Then just before we left to have lunch with our “bubble” family I decided to get summer clothes out from an under-the-bed box. I pushed another one out thinking as I did so, I must make sure to push that back out of the way so hubby doesn’t trip over it. However I apparently have the attention span of a mayfly. Just then I noticed the window wasn’t open, went to open the window and promptly tripped over the box, slamming my left knee down on the floor as hard as I could. Painful much!

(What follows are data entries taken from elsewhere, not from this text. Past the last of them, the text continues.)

//! Runs real shell scripts through `Interpreter::plain("bash")`.

use std::io::Write;
use std::time::Duration;

use script_host::{run_process, Interpreter, ScriptHostError};

fn write_script(body: &str) -> tempfile::NamedTempFile {
    let mut f = tempfile::Builder::new()
        .suffix(".sh")
        .tempfile()
        .expect("create temp script");
    writeln!(f, "#!/bin/bash").expect("write shebang");
    write!(f, "{body}").expect("write body");
    f
}

#[tokio::test]
async fn test_script_receives_arguments() {
    let script = write_script("echo \"$1=$2\"\n");
    let request = Interpreter::plain("bash")
        .command_for(script.path(), vec!["-Name".to_string(), "vm01".to_string()])
        .expect("build request");

    let output = run_process(&request).await.expect("run script");
    assert!(output.succeeded());
    assert_eq!(output.stdout.trim(), "-Name=vm01");
}

#[tokio::test]
async fn test_script_reads_json_from_stdin() {
    let script = write_script("cat\n");
    let request = Interpreter::plain("bash")
        .command_for(script.path(), vec![])
        .expect("build request")
        .stdin(br#"{"ItemName":"vm01"}"#.to_vec());

    let output = run_process(&request).await.expect("run script");
    let parsed: serde_json::Value = serde_json::from_str(&output.stdout).expect("json echo");
    assert_eq!(parsed["ItemName"], "vm01");
}

#[tokio::test]
async fn test_script_exit_code_and_stderr() {
    let script = write_script("echo boom >&2\nexit 3\n");
    let request = Interpreter::plain("bash")
        .command_for(script.path(), vec![])
        .expect("build request");

    let output = run_process(&request).await.expect("run script");
    assert_eq!(output.exit_code, 3);
    assert!(output.stderr.contains("boom"));
    assert!(output.stdout.is_empty());
}

#[tokio::test]
async fn test_script_timeout() {
    let script = write_script("sleep 10\n");
    let request = Interpreter::plain("bash")
        .command_for(script.path(), vec![])
        .expect("build request")
        .timeout(Some(Duration::from_millis(150)));

    let result = run_process(&request).await;
    assert!(matches!(result, Err(ScriptHostError::Timeout { .. })));
}

#[tokio::test]
async fn test_bash_is_available() {
    assert!(Interpreter::plain("bash").is_available().await);
}
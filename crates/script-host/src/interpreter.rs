//! Script interpreter description and availability probing.
//!
//! An [`Interpreter`] knows how to turn "run this script with these
//! arguments" into a [`ProcessRequest`]. The default targets PowerShell 7
//! (`pwsh -NoProfile -NonInteractive -File <script>`), but any interpreter
//! that accepts a script path followed by arguments works.

use std::path::Path;
use std::time::Duration;

use serde::{Deserialize, Serialize};
use tracing::{debug, warn};

use crate::error::ScriptHostError;
use crate::process::{run_process, ProcessRequest};
use crate::Result;

/// Interpreter configuration.
#[derive(Debug, Clone, PartialEq, Eq, Serialize, Deserialize)]
#[serde(default)]
pub struct Interpreter {
    /// Interpreter executable.
    pub program: String,
    /// Arguments placed before the script path.
    pub leading_args: Vec<String>,
    /// Arguments used by [`Interpreter::is_available`].
    pub version_args: Vec<String>,
}

impl Default for Interpreter {
    fn default() -> Self {
        Self {
            program: "pwsh".to_string(),
            leading_args: vec![
                "-NoProfile".to_string(),
                "-NonInteractive".to_string(),
                "-File".to_string(),
            ],
            version_args: vec!["-Version".to_string()],
        }
    }
}

impl Interpreter {
    /// Interpreter running scripts as `<program> <script> <args..>`.
    pub fn plain(program: &str) -> Self {
        Self {
            program: program.to_string(),
            leading_args: Vec::new(),
            version_args: vec!["--version".to_string()],
        }
    }

    /// Build a request running `script` with `args`.
    ///
    /// Fails with [`ScriptHostError::ScriptNotFound`] if the script path does
    /// not exist.
    pub fn command_for(&self, script: &Path, args: Vec<String>) -> Result<ProcessRequest> {
        if !script.exists() {
            return Err(ScriptHostError::ScriptNotFound(
                script.display().to_string(),
            ));
        }

        let mut request = ProcessRequest::new(self.program.clone());
        request.args.extend(self.leading_args.iter().cloned());
        request.args.push(script.display().to_string());
        request.args.extend(args);
        Ok(request)
    }

    /// Check whether the interpreter can be launched at all.
    pub async fn is_available(&self) -> bool {
        let request = ProcessRequest::new(self.program.clone())
            .args(self.version_args.iter().cloned())
            .timeout(Some(Duration::from_secs(10)));

        match run_process(&request).await {
            Ok(output) if output.succeeded() => {
                debug!(program = %self.program, version = %output.stdout.trim(), "interpreter available");
                true
            }
            Ok(output) => {
                warn!(program = %self.program, exit_code = output.exit_code, "interpreter version check failed");
                false
            }
            Err(e) => {
                warn!(program = %self.program, error = %e, "interpreter unavailable");
                false
            }
        }
    }
}
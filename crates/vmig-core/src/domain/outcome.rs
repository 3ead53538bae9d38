//! Classified result of a single external operation.

use serde::{Deserialize, Serialize};

use super::item::ItemStatus;

/// Coarse cause bucket for a failure reason.
///
/// Used only to simplify the message shown upstream; it never changes
/// control flow.
#[derive(Debug, Clone, Copy, PartialEq, Eq, Hash, Serialize, Deserialize)]
#[serde(rename_all = "snake_case")]
pub enum FailureCause {
    Network,
    Authentication,
    Timeout,
    Certificate,
    Other,
}

impl FailureCause {
    pub fn label(&self) -> &'static str {
        match self {
            FailureCause::Network => "network",
            FailureCause::Authentication => "authentication",
            FailureCause::Timeout => "timeout",
            FailureCause::Certificate => "certificate",
            FailureCause::Other => "other",
        }
    }
}

/// The three-way classification of raw operation output.
#[derive(Debug, Clone, PartialEq, Eq, Serialize, Deserialize)]
#[serde(tag = "outcome", rename_all = "snake_case")]
pub enum Outcome {
    Success,
    Failure { reason: String, cause: FailureCause },
    Skipped { reason: String },
}

/// Reason attached to output that no rule could interpret.
pub const UNPARSEABLE_RESULT: &str = "unparseable result";

impl Outcome {
    pub fn failure(reason: impl Into<String>, cause: FailureCause) -> Self {
        Outcome::Failure {
            reason: reason.into(),
            cause,
        }
    }

    pub fn unparseable() -> Self {
        Self::failure(UNPARSEABLE_RESULT, FailureCause::Other)
    }

    pub fn skipped(reason: impl Into<String>) -> Self {
        Outcome::Skipped {
            reason: reason.into(),
        }
    }

    pub fn is_success(&self) -> bool {
        matches!(self, Outcome::Success)
    }

    /// Failure or skip reason, if any.
    pub fn reason(&self) -> Option<&str> {
        match self {
            Outcome::Success => None,
            Outcome::Failure { reason, .. } | Outcome::Skipped { reason } => Some(reason),
        }
    }

    /// Item status this outcome maps to.
    pub fn item_status(&self) -> ItemStatus {
        match self {
            Outcome::Success => ItemStatus::Migrated,
            Outcome::Failure { .. } => ItemStatus::Failed,
            Outcome::Skipped { .. } => ItemStatus::Skipped,
        }
    }

    /// Terminal status string for the audit trail.
    pub fn task_status(&self) -> String {
        match self {
            Outcome::Success => "Completed".to_string(),
            Outcome::Failure { reason, .. } => format!("Failed: {reason}"),
            Outcome::Skipped { reason } => format!("Skipped: {reason}"),
        }
    }

    /// Simplified message for display, prefixed by the failure bucket.
    pub fn user_message(&self) -> String {
        match self {
            Outcome::Success => "Success".to_string(),
            Outcome::Skipped { reason } => format!("Skipped: {reason}"),
            Outcome::Failure { reason, cause } => match cause {
                FailureCause::Network => format!("Endpoint unreachable: {reason}"),
                FailureCause::Authentication => format!("Authentication failed: {reason}"),
                FailureCause::Timeout => format!("Operation timed out: {reason}"),
                FailureCause::Certificate => format!("Certificate validation failed: {reason}"),
                FailureCause::Other => reason.clone(),
            },
        }
    }
}
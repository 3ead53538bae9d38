//! Endpoint connections and the shared connection-state registry.

use std::sync::{PoisonError, RwLock};

use serde::{Deserialize, Serialize};

/// A virtualization management endpoint.
///
/// Never carries a secret; secrets are resolved on demand through a
/// [`SecretProvider`](crate::credentials::SecretProvider).
#[derive(Debug, Clone, PartialEq, Eq, Serialize, Deserialize)]
pub struct Connection {
    pub name: String,
    pub address: String,
    pub username: String,
    /// Whether the profile store claims to have a persisted password.
    #[serde(default)]
    pub password_persisted: bool,
}

impl Connection {
    pub fn new(name: &str, address: &str, username: &str) -> Self {
        Self {
            name: name.to_string(),
            address: address.to_string(),
            username: username.to_string(),
            password_persisted: false,
        }
    }

    /// `username@address`, the key used for prompts and secret lookups.
    pub fn endpoint_key(&self) -> String {
        format!("{}@{}", self.username, self.address)
    }
}

/// Shared "which connections are active" state.
///
/// Holds the selected source and target plus the connection most recently
/// confirmed by a connectivity test.
#[derive(Debug, Default)]
pub struct ConnectionRegistry {
    source: RwLock<Option<Connection>>,
    target: RwLock<Option<Connection>>,
    active: RwLock<Option<Connection>>,
}

impl ConnectionRegistry {
    pub fn new() -> Self {
        Self::default()
    }

    pub fn set_source(&self, connection: Connection) {
        *self.source.write().unwrap_or_else(PoisonError::into_inner) = Some(connection);
    }

    pub fn set_target(&self, connection: Connection) {
        *self.target.write().unwrap_or_else(PoisonError::into_inner) = Some(connection);
    }

    pub fn source(&self) -> Option<Connection> {
        self.source
            .read()
            .unwrap_or_else(PoisonError::into_inner)
            .clone()
    }

    pub fn target(&self) -> Option<Connection> {
        self.target
            .read()
            .unwrap_or_else(PoisonError::into_inner)
            .clone()
    }

    /// Record `connection` as the currently active one.
    pub fn set_active(&self, connection: Connection) {
        *self.active.write().unwrap_or_else(PoisonError::into_inner) = Some(connection);
    }

    pub fn active(&self) -> Option<Connection> {
        self.active
            .read()
            .unwrap_or_else(PoisonError::into_inner)
            .clone()
    }
}
#[cfg(test)]
mod tests {
    use super::*;
    use vmig_core::fakes::{MemorySecretStore, ScriptedBackend, ScriptedPrompt};
    use vmig_core::{
        DispatcherSettings, ItemStatus, MigrationItem, MigrationOptions, OrchestratorSettings,
    };

    fn fake_orchestrator(backend: Arc<ScriptedBackend>, logs: &Path) -> MigrationOrchestrator {
        let dispatcher = ExecutionDispatcher::new(
            backend,
            Arc::new(ActivityLog::default()),
            DispatcherSettings {
                log_dir: logs.to_path_buf(),
                ..DispatcherSettings::default()
            },
        );
        let mut settings = OrchestratorSettings {
            inter_item_delay: std::time::Duration::ZERO,
            ..OrchestratorSettings::default()
        };
        settings.operations.capability_probe = None;
        MigrationOrchestrator::new(
            Arc::new(dispatcher),
            Arc::new(CredentialResolver::new(
                MemorySecretStore::new(),
                ScriptedPrompt::new(vec![
                    PromptResponse::confirmed("p1"),
                    PromptResponse::confirmed("p2"),
                ]),
            )),
            ResultClassifier::default(),
            Arc::new(ConnectionRegistry::new()),
            settings,
        )
    }

    fn config(root: &Path) -> MigrationConfig {
        let mut config = MigrationConfig::default();
        config.paths.export_dir = root.join("exports");
        config.paths.log_dir = root.join("logs");
        config
    }

    #[tokio::test]
    async fn test_discover_writes_batch() {
        let temp_dir = tempfile::tempdir().unwrap();
        let backend = Arc::new(ScriptedBackend::new());
        backend.push_stdout(r#"[{"Name":"web01","Id":"vm-1","Path":"/dc/vm"}]"#);
        let orchestrator = fake_orchestrator(backend, &temp_dir.path().join("logs"));
        let output = temp_dir.path().join("batch.json");

        cmd_discover(
            &orchestrator,
            &config(temp_dir.path()),
            &Connection::new("source", "vc01", "admin"),
            ItemKind::VirtualMachine,
            "vc02",
            Some(&output),
        )
        .await
        .unwrap();

        let doc = MigrationDocument::read_from(&output).await.unwrap();
        assert_eq!(doc.source_cluster, "vc01");
        assert_eq!(doc.target_cluster, "vc02");
        assert_eq!(doc.items.len(), 1);
        assert_eq!(doc.items[0].status, ItemStatus::Pending);
    }

    #[tokio::test]
    async fn test_run_writes_results_and_fails_on_total_failure() {
        let temp_dir = tempfile::tempdir().unwrap();
        let config = config(temp_dir.path());
        let batch = temp_dir.path().join("batch.json");
        MigrationDocument::new(
            "vc01",
            "vc02",
            MigrationOptions::default(),
            vec![MigrationItem::new(ItemKind::Folder, "Prod", "f-1", "/dc1")],
        )
        .with_destination("/dc2")
        .write_to(&batch)
        .await
        .unwrap();

        let backend = Arc::new(ScriptedBackend::new());
        backend.push_stdout("Failure: access denied");
        let orchestrator = fake_orchestrator(backend.clone(), &temp_dir.path().join("logs"));

        let result = cmd_run(
            &orchestrator,
            &config,
            &batch,
            Connection::new("source", "vc01", "admin"),
            Connection::new("target", "vc02", "admin"),
            None,
            true,
        )
        .await;

        let err = result.unwrap_err().to_string();
        assert!(err.contains("0 successful, 1 failed"), "{err}");
        assert_eq!(backend.stdin_payloads()[0]["Options"]["ValidateOnly"], true);
        assert_eq!(backend.stdin_payloads()[0]["Destination"], "/dc2");

        let written: Vec<_> = std::fs::read_dir(&config.paths.export_dir)
            .unwrap()
            .collect();
        assert_eq!(written.len(), 1);
        let path = written[0].as_ref().unwrap().path();
        let doc = MigrationDocument::read_from(&path).await.unwrap();
        assert_eq!(doc.items[0].status, ItemStatus::Failed);
        assert!(!std::fs::read_to_string(&path).unwrap().contains("p1"));
    }

    #[tokio::test]
    async fn test_connection_reports_bucketed_failure() {
        let temp_dir = tempfile::tempdir().unwrap();
        let backend = Arc::new(ScriptedBackend::new());
        backend.push_stdout("Failure: Incorrect user name or password");
        let orchestrator = fake_orchestrator(backend, &temp_dir.path().join("logs"));

        let err = cmd_test_connection(&orchestrator, &Connection::new("vc01", "vc01", "admin"))
            .await
            .unwrap_err();
        assert!(err
            .to_string()
            .starts_with("Authentication failed: Incorrect user name or password"));
    }

    #[test]
    fn test_classify_command() {
        assert!(cmd_classify(&MigrationConfig::default(), "Success").is_ok());
    }

    #[test]
    fn test_cli_parses_run() {
        let cli = Cli::parse_from([
            "vmig",
            "run",
            "--batch",
            "b.json",
            "--source",
            "vc01",
            "--source-user",
            "admin",
            "--target",
            "vc02",
            "--target-user",
            "admin",
            "--dry-run",
        ]);
        assert!(matches!(cli.command, Commands::Run { dry_run: true, .. }));
    }
}
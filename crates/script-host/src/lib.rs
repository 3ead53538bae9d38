//! Script-Host: local interpreter process layer for vmig
//!
//! This crate launches the external script interpreter that performs the
//! actual migration work. It captures stdout, stderr and the exit code,
//! enforces optional wall-clock limits and checks whether the interpreter is
//! installed.
//!
//! It deliberately knows nothing about migrations: classification of script
//! output and parameter conventions live in `vmig-core`.

pub mod error;
pub mod interpreter;
pub mod process;

pub use error::ScriptHostError;
pub use interpreter::Interpreter;
pub use process::{run_process, ProcessOutput, ProcessRequest};

/// Result type for script-host operations
pub type Result<T> = std::result::Result<T, ScriptHostError>;
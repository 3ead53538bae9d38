//! Global atomic counters for vmig observability.
//!
//! Counters are incremented silently at the call site. Call
//! [`Metrics::flush`] to emit current values as a single
//! `tracing::info!` event (e.g. at the end of a run).

use std::sync::atomic::{AtomicU64, Ordering};

/// Global metrics singleton.
pub static METRICS: Metrics = Metrics::new();

/// Lightweight atomic counters, no allocations and no locking.
pub struct Metrics {
    invocations: AtomicU64,
    invocation_failures: AtomicU64,
    items_migrated: AtomicU64,
    items_failed: AtomicU64,
    items_skipped: AtomicU64,
    runs_completed: AtomicU64,
}

impl Default for Metrics {
    fn default() -> Self {
        Self::new()
    }
}

impl Metrics {
    pub const fn new() -> Self {
        Self {
            invocations: AtomicU64::new(0),
            invocation_failures: AtomicU64::new(0),
            items_migrated: AtomicU64::new(0),
            items_failed: AtomicU64::new(0),
            items_skipped: AtomicU64::new(0),
            runs_completed: AtomicU64::new(0),
        }
    }

    /// One operation invocation started.
    pub fn inc_invocations(&self) {
        self.invocations.fetch_add(1, Ordering::Relaxed);
        tracing::trace!(metric = "invocations", "counter incremented");
    }

    /// One invocation failed at the transport level.
    pub fn inc_invocation_failures(&self) {
        self.invocation_failures.fetch_add(1, Ordering::Relaxed);
        tracing::trace!(metric = "invocation_failures", "counter incremented");
    }

    pub fn inc_items_migrated(&self) {
        self.items_migrated.fetch_add(1, Ordering::Relaxed);
        tracing::trace!(metric = "items_migrated", "counter incremented");
    }

    pub fn inc_items_failed(&self) {
        self.items_failed.fetch_add(1, Ordering::Relaxed);
        tracing::trace!(metric = "items_failed", "counter incremented");
    }

    pub fn inc_items_skipped(&self) {
        self.items_skipped.fetch_add(1, Ordering::Relaxed);
        tracing::trace!(metric = "items_skipped", "counter incremented");
    }

    pub fn inc_runs_completed(&self) {
        self.runs_completed.fetch_add(1, Ordering::Relaxed);
        tracing::trace!(metric = "runs_completed", "counter incremented");
    }

    /// Emit all current counter values as a single `info!` event.
    ///
    /// Call this at natural boundaries (end of a run, end of a CLI command)
    /// rather than on every increment.
    pub fn flush(&self) {
        tracing::info!(
            metric = "flush",
            invocations = self.invocations(),
            invocation_failures = self.invocation_failures(),
            items_migrated = self.items_migrated(),
            items_failed = self.items_failed(),
            items_skipped = self.items_skipped(),
            runs_completed = self.runs_completed(),
        );
    }

    pub fn invocations(&self) -> u64 {
        self.invocations.load(Ordering::Relaxed)
    }

    pub fn invocation_failures(&self) -> u64 {
        self.invocation_failures.load(Ordering::Relaxed)
    }

    pub fn items_migrated(&self) -> u64 {
        self.items_migrated.load(Ordering::Relaxed)
    }

    pub fn items_failed(&self) -> u64 {
        self.items_failed.load(Ordering::Relaxed)
    }

    pub fn items_skipped(&self) -> u64 {
        self.items_skipped.load(Ordering::Relaxed)
    }

    pub fn runs_completed(&self) -> u64 {
        self.runs_completed.load(Ordering::Relaxed)
    }

    /// Reset all counters to zero (useful in tests).
    pub fn reset(&self) {
        self.invocations.store(0, Ordering::Relaxed);
        self.invocation_failures.store(0, Ordering::Relaxed);
        self.items_migrated.store(0, Ordering::Relaxed);
        self.items_failed.store(0, Ordering::Relaxed);
        self.items_skipped.store(0, Ordering::Relaxed);
        self.runs_completed.store(0, Ordering::Relaxed);
    }
}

I walked downstairs to the parking garage, got in the car, and we drove the five minutes to our son’s home. By the time we got there I couldn’t get out of the car or up the steps without help. We ate lunch but I think I was going into a bit of shock. Later I realized my mouth had gone really dry which was why I couldn’t eat much. I was given a little ice pack for the knee and after the meal everyone insisted I go to the emergency department. I wouldn’t be long, I was assured, hardly anyone is going there these days with the pandemic. To the emergency department we went. Although at that point masks weren’t yet required I wore one. I sent hubby home to fetch my Kobo so I’d have something to read, and settled down to what I thought would be a short wait.

I suppose I kept being triaged down the list. About five hours later the doctor saw me. Told me the orthopedic specialist was in that evening and she would ask him to look at the knee. She said I shouldn’t have anything to eat or drink, except water, in case I needed emergency surgery. A couple of hours later I was taken to be x-rayed. Some time after that the orthopod looked at the knee. By then I would cheerfully have murdered for a cup of tea. When he came in I was using the ice out of the water I’d been given to help with the swollen knee. He was very nice, told me it didn’t look like anything was broken but they would put me in a plaster splint to go home and he would see me in the outpatient clinic on Wednesday. I told him how much my right knee had been bothering me and he said he would have it x-rayed at the same time as the left knee was checked later; he did say something about an MRI and when the time came I should have been a bit more strong-minded and asked him to please go ahead with an MRI. A bit more time went by. Then the man with the plaster arrived and wrapped me up in what I would have called a cast but is called a splint. He told me I could not put weight on the leg.

A little more time when by and then, over ten hours since I had arrived at the emergency department, it was almost tomorrow, a wheelchair and attendant arrived to take me to the entrance to be collected. It was the kind of wheelchair with no way for me to rest a leg completely straight in plaster. I was asked to hold the leg up. As I was there in the first place because I couldn’t use the leg that was no go. Could I rest it on the edge of the foot rest if they folded the foot rest up? That seemed a bit risky to me. And by then I was starving and dehydrated and getting cross and probably irrational. I got out of the wheelchair and, using it as a support, hopped on the right leg, the one that hurt so much I was doing physio for it, quite a distance to where hubby was waiting in the car. I had to hop a bit more until we got crutches in the morning.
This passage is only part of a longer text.